Electrochemical oxidation of propylene into value-added products represents a promising strategy for producing commodity chemicals using renewable electricity, thereby aligning with the goals of sustainable chemical manufacturing. While noble metal-based catalysts (e.g., Pd- and Pt-based metal oxides) have been extensively studied for this reaction, the possibility of using non-noble metal-based catalysts and their mechanism remained largely unknown. Herein, we provide the first-ever experimental demonstration of using stable non-noble metal oxide catalysts (i.e., PbO₂) for this reaction, and investigate the reaction mechanism of electrochemical propylene oxidation. Electrochemical in situ attenuated total reflection Fourier transform infrared spectroscopy reveals the formation of key surface-bound intermediates during the propylene oxidation process.
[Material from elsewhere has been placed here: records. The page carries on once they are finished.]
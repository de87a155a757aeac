use thiserror::Error;

use crate::job_queue::JobQueueError;
use crate::webhook_signature::SignatureError;

#[derive(Clone, Debug, Error, PartialEq, Eq)]
pub enum DomainError {
    #[error(transparent)]
    JobTransition(#[from] JobQueueError),
    #[error("domain invariant violation: {0}")]
    InvariantViolation(String),
}

#[derive(Clone, Debug, Error, PartialEq, Eq)]
pub enum ApplicationError {
    #[error(transparent)]
    Domain(#[from] DomainError),
    #[error(transparent)]
    Signature(#[from] SignatureError),
    #[error("persistence failure: {0}")]
    Persistence(String),
    #[error("integration failure: {0}")]
    Integration(String),
    #[error("configuration failure: {0}")]
    Configuration(String),
}

#[derive(Clone, Debug, Error, PartialEq, Eq)]
pub enum InterfaceError {
    #[error("bad request: {message}")]
    BadRequest { message: String, correlation_id: String },
    #[error("unauthorized: {message}")]
    Unauthorized { message: String, correlation_id: String },
    #[error("service unavailable: {message}")]
    ServiceUnavailable { message: String, correlation_id: String },
    #[error("internal error: {message}")]
    Internal { message: String, correlation_id: String },
}

impl InterfaceError {
    pub fn user_message(&self) -> &'static str {
        match self {
            Self::BadRequest { .. } => {
                "The request could not be processed. Check inputs and try again."
            }
            Self::Unauthorized { .. } => "The request could not be authenticated.",
            Self::ServiceUnavailable { .. } => {
                "The service is temporarily unavailable. Please retry shortly."
            }
            Self::Internal { .. } => "An unexpected internal error occurred.",
        }
    }
}

impl ApplicationError {
    pub fn into_interface(self, correlation_id: impl Into<String>) -> InterfaceError {
        let correlation_id = correlation_id.into();
        let mut mapped = InterfaceError::from(self);
        match &mut mapped {
            InterfaceError::BadRequest { correlation_id: id, .. }
            | InterfaceError::Unauthorized { correlation_id: id, .. }
            | InterfaceError::ServiceUnavailable { correlation_id: id, .. }
            | InterfaceError::Internal { correlation_id: id, .. } => *id = correlation_id,
        }
        mapped
    }
}

impl From<ApplicationError> for InterfaceError {
    fn from(value: ApplicationError) -> Self {
        match value {
            ApplicationError::Domain(DomainError::JobTransition(_))
            | ApplicationError::Domain(DomainError::InvariantViolation(_)) => Self::BadRequest {
                message: "domain validation failed".to_owned(),
                correlation_id: "unassigned".to_owned(),
            },
            ApplicationError::Signature(error) => {
                Self::Unauthorized { message: error.to_string(), correlation_id: "unassigned".to_owned() }
            }
            ApplicationError::Persistence(message) | ApplicationError::Integration(message) => {
                Self::ServiceUnavailable { message, correlation_id: "unassigned".to_owned() }
            }
            ApplicationError::Configuration(message) => {
                Self::Internal { message, correlation_id: "unassigned".to_owned() }
            }
        }
    }
}

#[cfg(test)]
mod tests {
    use crate::errors::{ApplicationError, DomainError, InterfaceError};
    use crate::webhook_signature::SignatureError;

    #[test]
    fn domain_error_maps_to_bad_request_interface_error() {
        let interface = ApplicationError::from(DomainError::InvariantViolation(
            "missing required field".to_owned(),
        ))
        .into_interface("req-1");

        assert!(matches!(
            interface,
            InterfaceError::BadRequest {
                ref correlation_id,
                ..
            } if correlation_id == "req-1"
        ));
    }

    #[test]
    fn bad_request_has_user_safe_message() {
        let interface = ApplicationError::from(DomainError::InvariantViolation(
            "missing required field".to_owned(),
        ))
        .into_interface("req-2");

        assert_eq!(
            interface.user_message(),
            "The request could not be processed. Check inputs and try again."
        );
    }

    #[test]
    fn persistence_error_maps_to_service_unavailable() {
        let interface = ApplicationError::Persistence("database lock timeout".to_owned())
            .into_interface("req-3");

        assert!(matches!(interface, InterfaceError::ServiceUnavailable { .. }));
        assert_eq!(
            interface.user_message(),
            "The service is temporarily unavailable. Please retry shortly."
        );
    }

    #[test]
    fn signature_error_maps_to_unauthorized() {
        let interface =
            ApplicationError::from(SignatureError::Mismatch).into_interface("req-5");

        assert!(matches!(
            interface,
            InterfaceError::Unauthorized { ref correlation_id, .. } if correlation_id == "req-5"
        ));
        assert_eq!(interface.user_message(), "The request could not be authenticated.");
    }

    #[test]
    fn configuration_error_maps_to_internal() {
        let interface =
            ApplicationError::Configuration("missing messaging credentials".to_owned()).into_interface("req-4");

        assert!(matches!(interface, InterfaceError::Internal { .. }));
        assert_eq!(interface.user_message(), "An unexpected internal error occurred.");
    }
}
Moreover, in situ differential electrochemical mass spectrometry confirms the active participation of lattice oxygen in the reaction, suggesting a lattice oxygen-mediated mechanism. These findings shed light on the reaction pathways of non-noble metal catalysts and provide valuable guidance for the rational design of cost-effective and highly selective electrocatalysts for electrochemical alkene oxidation.